出演中の舞台、「明治一代女」。ついに、千穐楽である。劇中、本物の人力車を、引っぱって走るという危険を伴う役を担い、又、舞台終演後は、来月の舞台の稽古を抱えながらの本番。こうして無事に楽を迎えられたこと、感謝の気持ちでいっぱいです。スタッフの皆様、三越劇場の皆様、ありがとうございました。


 主人公、巳の吉の親友「市太」。主人公、お梅を人力車へ乗せ、浜町河岸の運命の名シーンへと誘う「車夫」の二役。どちらも、重要な役どころであり、且つ、全く人間性の異なる役を、同時に演じさせて頂いたことは、大変貴重であったし、役者冥利に尽きる。

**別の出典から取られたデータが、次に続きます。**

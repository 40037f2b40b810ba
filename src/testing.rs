//! In-memory collaborators for unit tests.
//!
//! `MemorySource` encodes each asset's feature vector into the red channel of
//! a one-row float image; `PixelVectorExtractor` reads it back, so tests can
//! choose exact distances between assets.

use crate::core::asset::{Asset, AssetId, AssetSource, MediaKind, SourceError, Thumbnail};
use crate::core::descriptor::FeatureVector;
use crate::core::extractor::{ExtractionError, FeatureExtractor};
use async_trait::async_trait;
use chrono::{DateTime, Duration, TimeZone, Utc};
use image::metadata::Orientation;
use image::{DynamicImage, GenericImageView, ImageBuffer, Rgb};
use std::cmp::Reverse;
use std::collections::{HashMap, HashSet};
use std::sync::Mutex;
use std::sync::atomic::{AtomicBool, AtomicUsize, Ordering};
use std::time::Duration as StdDuration;
use tokio_util::sync::CancellationToken;

fn newest() -> DateTime<Utc> {
    Utc.with_ymd_and_hms(2024, 6, 1, 12, 0, 0).unwrap()
}

#[derive(Debug, Clone)]
enum Pixels {
    Vector(Vec<f32>),
    Blank(u32, u32),
}

/// Assets are dated in insertion order: the first one added is the newest.
#[derive(Debug, Default)]
pub struct MemorySource {
    entries: Mutex<Vec<(Asset, Pixels)>>,
    unreadable: HashSet<AssetId>,
    access_denied: AtomicBool,
    fail_deletes: bool,
    pub fetch_calls: AtomicUsize,
}

impl MemorySource {
    pub fn new() -> Self {
        Self::default()
    }

    fn push(self, id: &str, kind: MediaKind, pixels: Pixels) -> Self {
        {
            let mut entries = self.entries.lock().unwrap();
            let date = newest() - Duration::minutes(entries.len() as i64);
            entries.push((
                Asset {
                    id: id.to_string(),
                    creation_date: Some(date),
                    media_kind: kind,
                },
                pixels,
            ));
        }
        self
    }

    pub fn with_image(self, id: &str, vector: Vec<f32>) -> Self {
        self.push(id, MediaKind::Image, Pixels::Vector(vector))
    }

    pub fn with_oversized(self, id: &str, width: u32, height: u32) -> Self {
        self.push(id, MediaKind::Image, Pixels::Blank(width, height))
    }

    pub fn with_video(self, id: &str) -> Self {
        self.push(id, MediaKind::Video, Pixels::Vector(vec![0.0]))
    }

    pub fn with_unreadable(mut self, id: &str) -> Self {
        self.unreadable.insert(id.to_string());
        self
    }

    pub fn with_access_denied(self) -> Self {
        self.set_access_denied(true);
        self
    }

    pub fn with_failing_deletes(mut self) -> Self {
        self.fail_deletes = true;
        self
    }

    pub fn set_access_denied(&self, denied: bool) {
        self.access_denied.store(denied, Ordering::SeqCst);
    }

    pub fn asset(&self, id: &str) -> Asset {
        self.entries
            .lock()
            .unwrap()
            .iter()
            .find(|(asset, _)| asset.id == id)
            .map(|(asset, _)| asset.clone())
            .unwrap()
    }

    pub fn ids(&self) -> Vec<AssetId> {
        self.entries
            .lock()
            .unwrap()
            .iter()
            .map(|(asset, _)| asset.id.clone())
            .collect()
    }
}

#[async_trait]
impl AssetSource for MemorySource {
    async fn fetch(
        &self,
        offset: usize,
        limit: usize,
        kind: MediaKind,
    ) -> Result<Vec<Asset>, SourceError> {
        if self.access_denied.load(Ordering::SeqCst) {
            return Err(SourceError::AccessDenied);
        }
        self.fetch_calls.fetch_add(1, Ordering::SeqCst);

        let mut assets: Vec<Asset> = self
            .entries
            .lock()
            .unwrap()
            .iter()
            .filter(|(asset, _)| asset.media_kind == kind)
            .map(|(asset, _)| asset.clone())
            .collect();
        assets.sort_by_key(|asset| Reverse(asset.creation_date));

        Ok(assets.into_iter().skip(offset).take(limit).collect())
    }

    async fn load_thumbnail(&self, asset: &Asset, _max_side: u32) -> Result<Thumbnail, SourceError> {
        if self.unreadable.contains(&asset.id) {
            return Err(SourceError::ImageDataUnavailable {
                id: asset.id.clone(),
            });
        }

        let pixels = self
            .entries
            .lock()
            .unwrap()
            .iter()
            .find(|(candidate, _)| candidate.id == asset.id)
            .map(|(_, pixels)| pixels.clone())
            .ok_or_else(|| SourceError::NotFound {
                id: asset.id.clone(),
            })?;

        let image = match pixels {
            Pixels::Vector(values) => {
                let buffer = ImageBuffer::from_fn(values.len() as u32, 1, |x, _| {
                    Rgb([values[x as usize], 0.0, 0.0])
                });
                DynamicImage::ImageRgb32F(buffer)
            }
            Pixels::Blank(width, height) => DynamicImage::new_rgb8(width, height),
        };

        Ok(Thumbnail::upright(image))
    }

    async fn delete(&self, ids: &HashSet<AssetId>) -> Result<(), SourceError> {
        if self.fail_deletes {
            return Err(SourceError::Deletion {
                message: "deletion refused".to_string(),
            });
        }
        self.entries
            .lock()
            .unwrap()
            .retain(|(asset, _)| !ids.contains(&asset.id));
        Ok(())
    }
}

/// Reads the vector back out of a `MemorySource` thumbnail. A NaN anywhere
/// in it is reported as an unavailable feature print.
#[derive(Debug, Default)]
pub struct PixelVectorExtractor {
    delay: Option<StdDuration>,
    cancel_after: Option<(usize, CancellationToken)>,
    in_flight: AtomicUsize,
    completed: AtomicUsize,
    pub calls: AtomicUsize,
    pub max_in_flight: AtomicUsize,
    pub last_dimensions: Mutex<(u32, u32)>,
}

impl PixelVectorExtractor {
    pub fn new() -> Self {
        Self::default()
    }

    pub fn with_delay(mut self, delay: StdDuration) -> Self {
        self.delay = Some(delay);
        self
    }

    /// Cancel `token` once `count` extractions have finished.
    pub fn cancel_after(mut self, count: usize, token: CancellationToken) -> Self {
        self.cancel_after = Some((count, token));
        self
    }
}

#[async_trait]
impl FeatureExtractor for PixelVectorExtractor {
    async fn extract_features(
        &self,
        image: &DynamicImage,
        _orientation: Orientation,
    ) -> Result<FeatureVector, ExtractionError> {
        self.calls.fetch_add(1, Ordering::SeqCst);
        let running = self.in_flight.fetch_add(1, Ordering::SeqCst) + 1;
        self.max_in_flight.fetch_max(running, Ordering::SeqCst);

        match self.delay {
            Some(delay) => tokio::time::sleep(delay).await,
            None => tokio::task::yield_now().await,
        }

        *self.last_dimensions.lock().unwrap() = image.dimensions();
        let row = image.to_rgb32f();
        let values: Vec<f32> = (0..row.width()).map(|x| row.get_pixel(x, 0)[0]).collect();

        self.in_flight.fetch_sub(1, Ordering::SeqCst);
        let finished = self.completed.fetch_add(1, Ordering::SeqCst) + 1;
        if let Some((count, token)) = &self.cancel_after {
            if finished >= *count {
                token.cancel();
            }
        }

        if values.iter().any(|v| v.is_nan()) {
            return Err(ExtractionError::FeaturePrintUnavailable {
                message: "no usable pixels".to_string(),
            });
        }
        Ok(FeatureVector::new(values))
    }
}

/// Every asset id in `clusters`, for membership assertions.
pub fn clustered_ids(clusters: &[crate::core::duplicate::DuplicateCluster]) -> HashMap<AssetId, usize> {
    let mut seen = HashMap::new();
    for cluster in clusters {
        for id in &cluster.member_asset_ids {
            *seen.entry(id.clone()).or_insert(0) += 1;
        }
    }
    seen
}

 演出家、斎藤雅文先生は、毎日劇場に来られ、都度、細かい注文を頂いた。それは、役者として心熱くなる、モチベーションの上がる毎日であった。

 自分が必要とされている...。


 そして、もうひとつ。佐藤B作さんとの共演である。両役にわたって、真っ向正面で演技交流させて頂き、貴重な体験をさせて頂きました。


 「明治一代女」の打ち上げが始まっていた。私は次作の稽古を終え、途中から駆けつけた。座敷に入るなり、佐藤B作さんと市川春猿さんの間の席へ招かれ、B作さんより、熱い握手を頂いた。目の前には「一代女」お梅役の波乃久里子さんが座っていらっしゃる。酒を酌み交わしてはお芝居の話。 最高に楽しい酒、幸せな時間である...。


 「明治一代女」。この作品は、私の俳優人生において、「礎」となったことは間違いない。